The design of PCR primers and probes used for microarray analysis was based on the published genome sequence of M. tuberculosis [14]. The sequences of forward and reverse primers are 5’-GATCAAGGAGTTCTTCG-3 and 5’-GCTCACGTGACAGACC-3’, respectively. This pair of primers generated a 123 base pair PCR fragment containing the key position in MTB rpoB gene. A 60 base pair microarray probe sequenced as 5’- CGACAGTCGGCGCTTGTGGGTCAACCCCGACAGCGGGTTGTTCTGGACCATGAATTGGCTCAGCTGGCTGGT-3’ was also designed based on the published sequence data of MTB rpoB gene. Both primers and probe were prepared by the Department of Health and Human Services, Center for Biologics Evaluation and Research Facility for Biotechnology Resources (U.S. Food and Drug Administration, Rockville, MD) with a Model 394 automated DNA synthesizer (Applied Biosystems, Foster City, CA) using cyanoethyl phosphoramidite nucleosides. The DNA probe was amine-group linked for a tight attachment to the slide.

2.3. PCR and LDT-PCR

This experiment was composed of two steps of PCRs, or conventional PCR and LDT-PCR, both were performed in a GeneAmp^® PCR Instrument System 9600 (Applied Biosystems, Foster City, CA).

For conventional PCR, the following protocol was used: Each 20 µl of PCR reagent contained 1× TaKaRa buffer, 200 µM each of dNTPs, 5 pM each of forward and reverses, 50 - 100 ng of M. tuberculosis DNA, and 1 units of TaKaRa Taq DNA polymerase. Cycling consisted of 94˚C for 3 min, followed by 35 cycles of 94˚C for 30 sec, 54˚C for 20 sec, and 72˚C for 45 sec. The final extension was 72˚C for 5 min. The size of the PCR products was analyzed by agarose gel electrophoresis. 5 µl of each PCR product was loaded in each lane.

For LDT-PCR, each 20 µl of PCR reagent contained 1× TaKaRa buffer, 5 pM each of forward and reverses, 1 µl of conventional PCR products from detected M. tuberculosis DNA sample and 1 µl of conventional PCR product from wild type H37Rv sample, 0.5 µM of Cy5 dye-labeled dCTP, and 1 units of TaKaRa Taq DNA polymerase. Cycling consisted of 94˚C for 2 min and then cooled down to 70˚C for 10 min, followed by 1 cycle of 80˚C for 30 sec, 54˚C for 20 sec, and 72˚C for 2 min. The LDT-PCR products were purified with ethanol precipitation method and finally eluted into 30 µl of distilled water.

2.4. DNA Sequencing

For verification of the wild type and mutant clinical isolates of M. tuberculosis strains, all the PCR products from the samples used in this study were sequenced by the Core Lab in the Department of Health and Human Services, Center for Biologics Evaluation and Research Facility for Biotechnology Resources (U.S. Food and Drug Administration, Rockville, MD).

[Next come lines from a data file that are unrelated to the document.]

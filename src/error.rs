//! Bluest state errors
//!
//! The classification and decision types in this crate never fail. Errors only come out of the parsing helpers:
//! [`AdvertisementInfo::parse`][crate::AdvertisementInfo::parse] and the [`FromStr`][std::str::FromStr]
//! implementation of [`MacAddress`][crate::MacAddress].

/// The error type for parsing Bluetooth data
#[derive(Debug)]
pub struct Error {
    kind: ErrorKind,
    source: Option<Box<dyn std::error::Error + Send + Sync + 'static>>,
    message: String,
}

impl Error {
    pub(crate) fn new(
        kind: ErrorKind,
        source: Option<Box<dyn std::error::Error + Send + Sync + 'static>>,
        message: String,
    ) -> Self {
        Error { kind, source, message }
    }

    pub(crate) fn malformed(message: impl Into<String>) -> Self {
        Error::new(ErrorKind::MalformedRecord, None, message.into())
    }

    /// Returns the corresponding [ErrorKind] for this error.
    pub fn kind(&self) -> ErrorKind {
        self.kind
    }

    /// Returns the message for this error.
    pub fn message(&self) -> &str {
        &self.message
    }
}

impl std::fmt::Display for Error {
    fn fmt(&self, f: &mut std::fmt::Formatter<'_>) -> std::fmt::Result {
        match (self.message.is_empty(), &self.source) {
            (true, None) => write!(f, "{}", &self.kind),
            (false, None) => write!(f, "{}: {}", &self.kind, &self.message),
            (true, Some(err)) => write!(f, "{}: {}", &self.kind, err),
            (false, Some(err)) => write!(f, "{}: {} ({})", &self.kind, &self.message, err),
        }
    }
}

impl std::error::Error for Error {
    fn source(&self) -> Option<&(dyn std::error::Error + 'static)> {
        self.source.as_ref().map(|x| {
            let x: &(dyn std::error::Error + 'static) = &**x;
            x
        })
    }
}

/// A list of general categories of parsing error.
#[non_exhaustive]
#[derive(Debug, displaydoc::Display, Clone, Copy, PartialEq, Eq, PartialOrd, Ord, Hash)]
pub enum ErrorKind {
    /// malformed advertisement record
    MalformedRecord,
    /// invalid Bluetooth address
    InvalidAddress,
}

impl From<ErrorKind> for Error {
    fn from(kind: ErrorKind) -> Self {
        Error {
            kind,
            source: None,
            message: String::new(),
        }
    }
}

2.5. Microarray Chip Preparation

DNA oligonucleotide probes were diluted in spotting solution (50 M NaOH, 0.01% SDS) at a concentration of 100 µM and spotted onto CSS-silylated glass microscope slides (Telechem International Inc., Fisher Scientific, Suwanee, GA) with an OmniGrid Accent^TM robotic microarrayer (Genomic Solutions, Ann Arbor, MI). The average spot size was 400 µm. Total 8 sub-arrays, each contained double spots of same rpoB probe, were spotted on each slide.

2.6. Hybridization

The probe slides were pre-treated with 0.2% SDS at room temperature overnight and washed with distilled water 3 times for 5 minutes followed by rinsed in isopropanol for 1 min and than air dried. For hybridization of dye-labeled DNA targets and oligonucleotide probes, an equal volume of purified targets was mixed with hybridization solution (50% formamide, 10× SSC, 0.2% SDS, 0.2 mg/ml sperm DNA). Three µl of mixed target solution was added to one of subarray probe areas on the slide, covered with a cover slip and hybridized at room temperture in a moisturized chamber for 4 - 6 hours. This was followed with a series of washing solutions that descended from 4× SSC to 0.5× SSC, each for 5 min at room temperature. The results of hybridization on slides were visualized using a GenePix 4000B Array Scanner (Axon Instruments, Inc., Union City, CA) at 635 nm (Cy5). The data were analyzed with GenePix Pro 4.0 software (Axon Instruments, Inc.). For the data figures presented in this paper, each pattern of red spots was reproduced from the scanner computer screen diagram. Each red spot represents a successful hybridization between a specific Cy5 fluorescent dye-labeled target DNA and oligonucleotide probe.

3. Result and Discussion

3.1. Conventional PCR

Figure 1 shows the results of conventional PCR after 35 cycle amplification. A 123 bp DNA fragment was generated in all the samples including H37Rv wt control. The intensity of the fragment in each lane looked similar with clear background that represented the specificity of PCR reactions.

3.2. LDT-PCR

The designation of LDT-PCR was based on following idea: In a short DNA fragment (<200 bp), if there is a nucleic acid mismatched structure, the fragment will be denatured at a lower denaturing temperature as compared with non-mismatched fragment. Since the binding of primers to their positions on template and the extension of PCR can only be processed in a complete denaturing status of the template. Thus, a suitable lower denaturing temperature that should enable double-strands of mismatched template to be separated but without completely denaturing homological template will result in mutant structure amplification by PCR.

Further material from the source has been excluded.